Seconds after swallowing the first bite of mango-topped pork, my throat begins to itch. Oh, no. I thought mango was Sandra-friendly. I'd tested out mango-tinis and mango salsa without a hitch. My gut cramps. I unzip my purse, sliver the foil of a Benadryl with my thumbnail and palm the pill into my mouth.

I look to see if anyone at the dinner party has noticed. Will I get to be myself tonight? Or will I be recast as the girl with food allergies?

It's a gamble. A lifetime of reactions to milk, egg, soy and so on has proved my body's limitless ability to spew and mortify. But sometimes I can hang on to my dignity by hiding the attack. On a first date in college, sabotaged by milk-laced pita, I made it through the whole dinner -- waiting until the boy left before calling an ambulance.

I take another sip of wine, testing my ability to swallow. I should have known. Mangoes are in the same family as cashews, which are so deadly that just sitting near a bowl of mixed nuts can cause my lips to tingle. The hostess's poodle noses my hand, and I realize I've fallen silent. I take a deep breath and turn to the playwright on my left. "When did you leave England?"

He answers, but it's hard to focus. This throat itch isn't going away. Maybe I can coat my stomach with something bland, but there's no helpful bowl of pretzels handy. The bread? No, that's from scratch; who knows the ingredients? Broiled salmon?

I get up and serve myself two fillets, then part of a third, eating it with my fingers. My plate is still full of mango and pork. I look like a glutton, but it works. The itch eases.

"So, you live with your boyfriend?" the hostess asks.
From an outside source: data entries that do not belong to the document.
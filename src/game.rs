use rand::Rng;

use crate::maze::{place_info_block, DimensionError, Maze, Pos, START};

#[derive(Clone, Copy, PartialEq, Eq, Debug)]
pub enum Dir {
    Up,
    Down,
    Left,
    Right,
}

impl Dir {
    pub fn delta(self) -> (isize, isize) {
        match self {
            Dir::Up => (0, -1),
            Dir::Down => (0, 1),
            Dir::Left => (-1, 0),
            Dir::Right => (1, 0),
        }
    }
}

#[derive(Clone, Copy, PartialEq, Eq, Debug)]
pub enum Mode {
    Playing,
    // Info overlay is up; ticks are frozen until the player dismisses it.
    Info,
}

pub struct Game {
    pub maze: Maze,
    pub player: Pos,
    pub info_block: Option<Pos>,
    pub dir: Option<Dir>,
    pub facing: Dir,
    pub mode: Mode,
    pub level: u32,
    pub steps: u32,
}

impl Game {
    pub fn new(rng: &mut impl Rng, rows: usize, cols: usize) -> Result<Self, DimensionError> {
        let maze = Maze::generate(rng, rows, cols)?;
        let info_block = place_info_block(&maze, rng);
        Ok(Self {
            maze,
            player: START,
            info_block,
            dir: None,
            facing: Dir::Down,
            mode: Mode::Playing,
            level: 1,
            steps: 0,
        })
    }

    // A pressed direction sticks until a wall or another press replaces it,
    // like the original's persistent velocity.
    pub fn apply_input(&mut self, desired_dir: Option<Dir>) {
        if self.mode != Mode::Playing {
            return;
        }
        if let Some(dir) = desired_dir {
            self.dir = Some(dir);
            self.facing = dir;
        }
    }

    pub fn tick(&mut self) {
        if self.mode != Mode::Playing {
            return;
        }
        self.move_player();
        if self.info_block == Some(self.player) {
            self.mode = Mode::Info;
        }
    }

    fn move_player(&mut self) {
        if let Some(dir) = self.dir {
            if can_move(&self.maze, self.player, dir) {
                self.player = step(self.player, dir);
                self.steps += 1;
            } else {
                self.dir = None;
            }
        }
    }

    /// Closes the info overlay and restarts with a fresh maze, matching
    /// the original's full scene reset.
    pub fn dismiss_info(&mut self, rng: &mut impl Rng) {
        let rows = self.maze.rows();
        let cols = self.maze.cols();
        // Dimensions were validated when the session started.
        if let Ok(maze) = Maze::generate(rng, rows, cols) {
            self.info_block = place_info_block(&maze, rng);
            self.maze = maze;
        }
        self.player = START;
        self.dir = None;
        self.facing = Dir::Down;
        self.mode = Mode::Playing;
        self.level += 1;
        self.steps = 0;
    }
}

pub fn can_move(maze: &Maze, pos: Pos, dir: Dir) -> bool {
    let (dx, dy) = dir.delta();
    let nx = pos.x as isize + dx;
    let ny = pos.y as isize + dy;
    if nx < 0 || ny < 0 || nx >= maze.cols() as isize || ny >= maze.rows() as isize {
        return false;
    }
    maze.is_floor(nx as usize, ny as usize)
}

fn step(pos: Pos, dir: Dir) -> Pos {
    let (dx, dy) = dir.delta();
    Pos {
        x: (pos.x as isize + dx) as usize,
        y: (pos.y as isize + dy) as usize,
    }
}

#[cfg(test)]
mod tests {
    use super::*;
    use rand::rngs::StdRng;
    use rand::SeedableRng;

    fn game(seed: u64) -> Game {
        Game::new(&mut StdRng::seed_from_u64(seed), 9, 9).unwrap()
    }

    #[test]
    fn new_game_starts_at_carve_origin() {
        let game = game(1);
        assert_eq!(game.player, START);
        assert_eq!(game.mode, Mode::Playing);
        assert_eq!(game.level, 1);
        let block = game.info_block.expect("generated maze has floor cells");
        assert!(game.maze.is_floor(block.x, block.y));
    }

    #[test]
    fn walls_stop_movement() {
        let mut game = game(2);
        // (1,0) and (0,1) are border walls around the start.
        game.apply_input(Some(Dir::Up));
        game.tick();
        assert_eq!(game.player, START);
        assert_eq!(game.dir, None);
        game.apply_input(Some(Dir::Left));
        game.tick();
        assert_eq!(game.player, START);
        assert_eq!(game.steps, 0);
    }

    #[test]
    fn direction_persists_across_ticks() {
        let mut game = game(3);
        let open = [Dir::Up, Dir::Down, Dir::Left, Dir::Right]
            .into_iter()
            .find(|&d| can_move(&game.maze, game.player, d))
            .expect("start has an open neighbor");
        game.apply_input(Some(open));
        game.tick();
        assert_ne!(game.player, START);
        assert_eq!(game.dir, Some(open));
        assert_eq!(game.facing, open);
        assert_eq!(game.steps, 1);
    }

    #[test]
    fn reaching_the_info_block_freezes_the_game() {
        let mut game = game(4);
        // Drop the block right next to the start so one step lands on it.
        let open = [Dir::Up, Dir::Down, Dir::Left, Dir::Right]
            .into_iter()
            .find(|&d| can_move(&game.maze, game.player, d))
            .unwrap();
        game.info_block = Some(step(game.player, open));
        game.apply_input(Some(open));
        game.tick();
        assert_eq!(game.mode, Mode::Info);

        let frozen = game.player;
        game.apply_input(Some(open));
        game.tick();
        assert_eq!(game.player, frozen);
    }

    #[test]
    fn dismissing_the_overlay_resets_the_level() {
        let mut game = game(5);
        game.info_block = Some(game.player);
        game.tick();
        assert_eq!(game.mode, Mode::Info);

        game.dismiss_info(&mut StdRng::seed_from_u64(6));
        assert_eq!(game.mode, Mode::Playing);
        assert_eq!(game.player, START);
        assert_eq!(game.dir, None);
        assert_eq!(game.facing, Dir::Down);
        assert_eq!(game.level, 2);
        assert_eq!(game.steps, 0);
        assert_eq!(game.maze.rows(), 9);
        assert_eq!(game.maze.cols(), 9);
    }
}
"Yes," I say, "Adam. He's a lawyer." I talk about meeting him in college, leaving out that our first date ended with me alone in the ER. I don't want to be Allergy Girl. A girl who once got dumped because her food-critic date realized she'd never share his love of cheese. The dinner party's topic turns to travel, and I remember being in Paris, fumbling to explain to a French chef why he had to change out his knives and clean each pan. Uptight American, he'd sighed.
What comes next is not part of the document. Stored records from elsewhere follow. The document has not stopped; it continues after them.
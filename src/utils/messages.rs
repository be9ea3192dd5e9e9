/// Pure functions for formatting user-facing replies (Discord-agnostic)
use std::time::Duration;

/// Format an error message with emoji
pub fn format_error(message: &str) -> String {
    format!("❌ {}", message)
}

/// Format an info message with emoji
pub fn format_info(message: &str) -> String {
    format!("ℹ️ {}", message)
}

/// Reply for an interaction naming a command the bot no longer knows
pub fn build_command_not_found() -> String {
    format_error("Command not found.")
}

/// Reply for a command invoked again before its cooldown elapsed
pub fn build_cooldown_message(command_name: &str, remaining: Duration) -> String {
    format_error(&format!(
        "Please wait another `{:.1}` seconds before using `{}` again.",
        remaining.as_secs_f64(),
        command_name
    ))
}

#[cfg(test)]
mod tests {
    use super::*;

    #[test]
    fn test_format_error() {
        assert_eq!(format_error("Something failed"), "❌ Something failed");
    }

    #[test]
    fn test_format_info() {
        assert_eq!(format_info("FYI"), "ℹ️ FYI");
    }

    #[test]
    fn test_build_cooldown_message() {
        assert_eq!(
            build_cooldown_message("ping", Duration::from_millis(1500)),
            "❌ Please wait another `1.5` seconds before using `ping` again."
        );
        assert!(build_cooldown_message("ping", Duration::from_millis(2960)).contains("`3.0`"));
        assert!(build_cooldown_message("ping", Duration::from_millis(40)).contains("`0.0`"));
    }
}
When it's time for dessert, I ooh and aah with everyone else at the dozen assorted cupcakes, though I can't actually imagine how they taste. I was 28 before someone explained that coffeecake is not actually flavored with coffee. The thin bakery box is seeped through with butter frosting, and as it is passed around my way, I fake digging something out of my purse so I don't have to risk touching it.

The guests all walk out together. I'm so grateful to have held the reaction at bay that I don't even flinch when the journalist's wife gives me a frostinged kiss goodnight. I settle behind the wheel, feeling the kiss-shaped hive begin to rise on my cheek.
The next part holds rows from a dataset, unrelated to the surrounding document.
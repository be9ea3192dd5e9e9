/// Handler modules for Discord events and interactions
mod guild;
mod interaction;
mod voice;

// Re-export main handler functions
pub use guild::handle_guild_create;
pub use interaction::{SlashInteraction, handle_command_interaction};
pub use voice::handle_voice_state_update;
As I drive home, I think how much worse it could have been. I can hide hives from a casual friend, but the closer someone gets, the more likely they'll see me at my worst: carried out on a stretcher, tethered to a nebulizer, making the squonk noise that flexes air through my swollen trachea. For Adam, my feminine mystique surely took a hit on the day he busted open the bathroom door, overruling my pleas for privacy during a reaction. "I couldn't tell your mom," he'd explained, "that I let you die alone and on a toilet."

I walk in to find him on the floor, playing Star Wars on Xbox. I lean down for a kiss hello, and he gestures to the open jar of Nutella. "I'm deadly," he warns. After eight years, he has learned. "How was dinner?"

"It was fun," I tell him, "until the reaction." There's no point in pretending. The Benadryl is wearing off, and I feel the return of a tickling in my throat.

"Oh, that sucks." If I'm well enough to talk, Adam knows not to press for details. He looks back at the screen. "Want to watch me kill some Droids?"

"Sure," I say. "If I throw up, it's not editorial." I take another Benadryl, knowing it will knock me out, and curl up in the recliner. They don't show this in the Hollywood romances: how the whooshing of light sabers can become a lullaby. How your true love turns out to be the one you trust to check on your breathing as you sleep.